# About this exercise
List every line in this data where the string "reqwest" occurs.

# Exercise data
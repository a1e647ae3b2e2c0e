//! Pair price from an AMM v2 pool: one JSON-RPC batch with four `eth_call`s
//! (`balanceOf(pair)` on both tokens, `decimals()` on both tokens).
//!
//! `price = normalize(balance_b, decimals_b) / normalize(balance_a, decimals_a)`,
//! i.e. units of token B per one token A, rounded to 8 places.

use std::time::{Duration, Instant};

use alloy_primitives::{hex, Address, U256};
use alloy_sol_types::{sol, sol_data, SolCall, SolType};
use anyhow::{anyhow, bail, Context, Result};
use serde::{Deserialize, Serialize};
use serde_json::Value;

use super::retry::{permanent, RetryPolicy};
use super::{round_to, MetricSource, PRICE_DECIMALS};

sol! {
    function balanceOf(address owner) external view returns (uint256);
    function decimals() external view returns (uint8);
}

#[derive(Debug, Clone)]
pub struct ChainRatioConfig {
    pub rpc_url: String,
    pub pair: Address,
    pub token_a: Address,
    pub token_b: Address,
}

#[derive(Serialize)]
struct RpcCall {
    jsonrpc: &'static str,
    id: u64,
    method: &'static str,
    params: (CallParams, &'static str),
}

#[derive(Serialize)]
struct CallParams {
    to: String,
    data: String,
}

#[derive(Debug, Clone, Deserialize)]
pub struct RpcReply {
    #[serde(default)]
    pub id: Value,
    #[serde(default)]
    pub result: Option<String>,
    #[serde(default)]
    pub error: Option<RpcError>,
}

#[derive(Debug, Clone, Deserialize)]
pub struct RpcError {
    #[serde(default)]
    pub code: i64,
    #[serde(default)]
    pub message: String,
}

// Batch slot ids. Replies may come back in any order.
const ID_BALANCE_A: u64 = 0;
const ID_BALANCE_B: u64 = 1;
const ID_DECIMALS_A: u64 = 2;
const ID_DECIMALS_B: u64 = 3;

fn eth_call(id: u64, to: &Address, data: Vec<u8>) -> RpcCall {
    RpcCall {
        jsonrpc: "2.0",
        id,
        method: "eth_call",
        params: (
            CallParams {
                to: format!("{to:#x}"),
                data: hex::encode_prefixed(data),
            },
            "latest",
        ),
    }
}

/// The four-call batch body for `cfg`.
pub fn batch_request(cfg: &ChainRatioConfig) -> Value {
    let balance_of = balanceOfCall { owner: cfg.pair }.abi_encode();
    let decimals = decimalsCall {}.abi_encode();
    let calls = vec![
        eth_call(ID_BALANCE_A, &cfg.token_a, balance_of.clone()),
        eth_call(ID_BALANCE_B, &cfg.token_b, balance_of),
        eth_call(ID_DECIMALS_A, &cfg.token_a, decimals.clone()),
        eth_call(ID_DECIMALS_B, &cfg.token_b, decimals),
    ];
    serde_json::to_value(calls).unwrap_or(Value::Null)
}

/// Token amount scaled down by `10^decimals`.
pub fn normalize(raw: U256, decimals: u8) -> f64 {
    let whole = raw
        .to_be_bytes::<32>()
        .iter()
        .fold(0f64, |acc, b| acc * 256.0 + f64::from(*b));
    whole / 10f64.powi(i32::from(decimals))
}

/// Decoded reads of one batch, before normalization.
#[derive(Debug, Clone, PartialEq)]
pub struct PairReads {
    pub balance_a: U256,
    pub balance_b: U256,
    pub decimals_a: u8,
    pub decimals_b: u8,
}

impl PairReads {
    /// Match replies to batch slots. A missing slot is a transport problem
    /// (retryable); a slot that reports an error or undecodable return data
    /// is a sub-call failure (permanent for this round).
    pub fn from_replies(replies: &[RpcReply]) -> Result<Self> {
        let slot = |id: u64| -> Result<Vec<u8>> {
            let reply = replies
                .iter()
                .find(|r| r.id.as_u64() == Some(id))
                .ok_or_else(|| anyhow!("batch reply is missing call {id}"))?;
            if let Some(err) = &reply.error {
                let msg = format!("call {id} failed: {} ({})", err.message, err.code);
                return Err(permanent(msg));
            }
            let data = reply
                .result
                .as_deref()
                .ok_or_else(|| permanent(format!("call {id} returned no result")))?;
            hex::decode(data)
                .map_err(|e| permanent(format!("call {id} returned bad hex: {e}")))
        };
        let balance = |id: u64| -> Result<U256> {
            balanceOfCall::abi_decode_returns(&slot(id)?)
                .map_err(|e| permanent(format!("call {id}: {e}")))
        };
        let decimals = |id: u64| -> Result<u8> { decode_decimals(id, &slot(id)?) };

        Ok(Self {
            balance_a: balance(ID_BALANCE_A)?,
            balance_b: balance(ID_BALANCE_B)?,
            decimals_a: decimals(ID_DECIMALS_A)?,
            decimals_b: decimals(ID_DECIMALS_B)?,
        })
    }

    /// Unrounded price of one token A in token B.
    pub fn ratio(&self) -> Result<f64> {
        let a = normalize(self.balance_a, self.decimals_a);
        let b = normalize(self.balance_b, self.decimals_b);
        if !a.is_finite() || !b.is_finite() || a <= 0.0 {
            return Err(permanent(format!("unusable reserves: a={a}, b={b}")));
        }
        let r = b / a;
        if !r.is_finite() {
            return Err(permanent("price is not finite"));
        }
        Ok(r)
    }
}

/// Read the `decimals()` word as a full uint256 so a value wider than uint8
/// is rejected instead of truncated.
fn decode_decimals(id: u64, data: &[u8]) -> Result<u8> {
    let word = <sol_data::Uint<256>>::abi_decode(data)
        .map_err(|e| permanent(format!("call {id}: {e}")))?;
    u8::try_from(word)
        .map_err(|_| permanent(format!("call {id}: decimals {word} does not fit in uint8")))
}

pub struct ChainRatioSource {
    name: String,
    rpc_url: String,
    batch: Value,
    client: reqwest::Client,
    retry: RetryPolicy,
}

impl ChainRatioSource {
    pub fn new(config: ChainRatioConfig, retry: RetryPolicy) -> Result<Self> {
        let client = reqwest::Client::builder()
            .user_agent(concat!("live-metric-feed/", env!("CARGO_PKG_VERSION")))
            .connect_timeout(Duration::from_secs(4))
            .build()
            .context("building json-rpc client")?;
        Ok(Self {
            name: format!("pair:{}", config.pair),
            batch: batch_request(&config),
            rpc_url: config.rpc_url,
            client,
            retry,
        })
    }

    async fn read_once(&self) -> Result<f64> {
        let t0 = Instant::now();
        let resp = self
            .client
            .post(&self.rpc_url)
            .json(&self.batch)
            .send()
            .await
            .context("json-rpc batch send")?;
        let status = resp.status();
        if !status.is_success() {
            bail!("json-rpc endpoint answered {status}");
        }
        let replies: Vec<RpcReply> = resp
            .json()
            .await
            .context("decoding json-rpc batch reply")?;
        let price = PairReads::from_replies(&replies)?.ratio()?;
        tracing::debug!(
            source = %self.name,
            elapsed_ms = t0.elapsed().as_millis() as u64,
            price,
            "pair read"
        );
        Ok(price)
    }
}

#[async_trait::async_trait]
impl MetricSource for ChainRatioSource {
    async fn fetch(&self) -> Result<f64> {
        let raw = self.retry.run(&self.name, |_| self.read_once()).await?;
        Ok(round_to(raw, PRICE_DECIMALS))
    }

    fn name(&self) -> &str {
        &self.name
    }
}

#[cfg(test)]
mod tests {
    use super::*;
    use crate::source::retry::is_permanent;
    use serde_json::json;

    fn word(v: u128) -> String {
        format!("0x{:064x}", v)
    }

    fn reply(id: u64, result: &str) -> RpcReply {
        serde_json::from_value(json!({"jsonrpc": "2.0", "id": id, "result": result})).unwrap()
    }

    fn cfg() -> ChainRatioConfig {
        ChainRatioConfig {
            rpc_url: "http://127.0.0.1:1".into(),
            pair: "0xBe9F06b76e301b49Dc345948a7a5E3418264886A".parse().unwrap(),
            token_a: "0x8f452a1fdd388a45e1080992eff051b4dd9048d2".parse().unwrap(),
            token_b: "0xE68b79e51bf826534Ff37AA9CeE71a3842ee9c70".parse().unwrap(),
        }
    }

    #[test]
    fn address_parse_rejects_short_and_non_hex() {
        assert!("0x1234".parse::<Address>().is_err());
        let non_hex = "0xzz9F06b76e301b49Dc345948a7a5E3418264886A";
        assert!(non_hex.parse::<Address>().is_err());
    }

    #[test]
    fn batch_has_four_eth_calls_with_expected_calldata() {
        let body = batch_request(&cfg());
        let calls = body.as_array().unwrap();
        assert_eq!(calls.len(), 4);
        assert_eq!(calls[0]["method"], "eth_call");
        assert_eq!(
            calls[0]["params"][0]["to"],
            "0x8f452a1fdd388a45e1080992eff051b4dd9048d2"
        );
        assert_eq!(
            calls[0]["params"][0]["data"],
            "0x70a08231000000000000000000000000be9f06b76e301b49dc345948a7a5e3418264886a"
        );
        assert_eq!(calls[3]["params"][0]["data"], "0x313ce567");
        assert_eq!(calls[3]["params"][1], "latest");
    }

    #[test]
    fn normalize_scales_by_decimals() {
        let raw = U256::from(1_500_000_000_000_000_000u128);
        assert_eq!(normalize(raw, 18), 1.5);
        assert_eq!(normalize(U256::from(256u64), 0), 256.0);
    }

    #[test]
    fn ratio_from_out_of_order_replies() {
        // 1000 A (18dp) vs 801.234567 B (6dp)
        let replies = vec![
            reply(3, &word(6)),
            reply(1, &word(801_234_567)),
            reply(0, &word(1_000 * 10u128.pow(18))),
            reply(2, &word(18)),
        ];
        let reads = PairReads::from_replies(&replies).unwrap();
        assert_eq!(reads.decimals_a, 18);
        assert_eq!(reads.decimals_b, 6);
        let r = reads.ratio().unwrap();
        assert_eq!(round_to(r, PRICE_DECIMALS), 0.801_234_57);
    }

    #[test]
    fn sub_call_error_is_permanent() {
        let mut replies = vec![
            reply(0, &word(1)),
            reply(1, &word(1)),
            reply(2, &word(18)),
        ];
        let reverted = json!({
            "jsonrpc": "2.0",
            "id": 3,
            "error": {"code": -32000, "message": "execution reverted"},
        });
        replies.push(serde_json::from_value(reverted).unwrap());
        let e = PairReads::from_replies(&replies).unwrap_err();
        assert!(is_permanent(&e));
    }

    #[test]
    fn empty_return_data_is_permanent() {
        let replies = vec![
            reply(0, "0x"),
            reply(1, &word(1)),
            reply(2, &word(18)),
            reply(3, &word(18)),
        ];
        assert!(is_permanent(&PairReads::from_replies(&replies).unwrap_err()));
    }

    #[test]
    fn missing_slot_is_retryable() {
        let replies = vec![reply(0, &word(1)), reply(1, &word(1))];
        assert!(!is_permanent(&PairReads::from_replies(&replies).unwrap_err()));
    }

    #[test]
    fn zero_reserve_is_guarded() {
        let reads = PairReads {
            balance_a: U256::ZERO,
            balance_b: U256::from(5u64),
            decimals_a: 18,
            decimals_b: 18,
        };
        assert!(is_permanent(&reads.ratio().unwrap_err()));
    }

    #[test]
    fn oversized_decimals_word_rejected() {
        let wide = hex::decode(word(256)).unwrap();
        assert!(is_permanent(&decode_decimals(2, &wide).unwrap_err()));
        let ok = hex::decode(word(18)).unwrap();
        assert_eq!(decode_decimals(2, &ok).unwrap(), 18);
    }
}
// src/supply.rs
//! Figures derived from a token's reported total supply.

use serde::Serialize;
use tokio::sync::watch;

use crate::feed::MetricSnapshot;

/// Supply minted at launch; everything missing from it has been burned.
pub const DEFAULT_INITIAL_SUPPLY: f64 = 3_000_000.0;

#[derive(Debug, Clone, Copy, PartialEq, Serialize)]
pub struct SupplyStats {
    pub total_supply: f64,
    /// Nothing is locked or vested, so circulating equals total.
    pub circulating_supply: f64,
    pub burned: f64,
}

impl SupplyStats {
    /// `burned = max(0, initial - total)`.
    pub fn from_total(total_supply: f64, initial_supply: f64) -> Self {
        Self {
            total_supply,
            circulating_supply: total_supply,
            burned: (initial_supply - total_supply).max(0.0),
        }
    }

    /// `None` until the supply feed has any value.
    pub fn from_snapshot(snapshot: &MetricSnapshot, initial_supply: f64) -> Option<Self> {
        snapshot
            .value
            .filter(|v| v.is_finite())
            .map(|v| Self::from_total(v, initial_supply))
    }
}

/// `price * circulating`, floored at zero. `None` while either side is
/// missing or not finite.
pub fn market_cap(price: Option<f64>, circulating: Option<f64>) -> Option<f64> {
    let cap = price.filter(|p| p.is_finite())? * circulating.filter(|c| c.is_finite())?;
    cap.is_finite().then_some(cap.max(0.0))
}

/// Follow both feeds and publish their market cap whenever either changes.
/// The task ends once either feed closes its channel or every receiver is gone.
pub fn watch_market_cap(
    mut price: watch::Receiver<MetricSnapshot>,
    mut supply: watch::Receiver<MetricSnapshot>,
    initial_supply: f64,
) -> watch::Receiver<Option<f64>> {
    let compute = move |p: &MetricSnapshot, s: &MetricSnapshot| {
        let circulating = SupplyStats::from_snapshot(s, initial_supply)
            .map(|x| x.circulating_supply);
        market_cap(p.value, circulating)
    };
    let initial = compute(&price.borrow_and_update(), &supply.borrow_and_update());
    let (tx, rx) = watch::channel(initial);

    tokio::spawn(async move {
        loop {
            let changed = tokio::select! {
                r = price.changed() => r,
                r = supply.changed() => r,
                _ = tx.closed() => break,
            };
            if changed.is_err() {
                break;
            }
            let cap = compute(&price.borrow_and_update(), &supply.borrow_and_update());
            tx.send_if_modified(|cur| {
                let modified = *cur != cap;
                *cur = cap;
                modified
            });
        }
        tracing::debug!("market cap watcher stopped");
    });
    rx
}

# Task solution
    client: reqwest::Client,
        let client = reqwest::Client::builder()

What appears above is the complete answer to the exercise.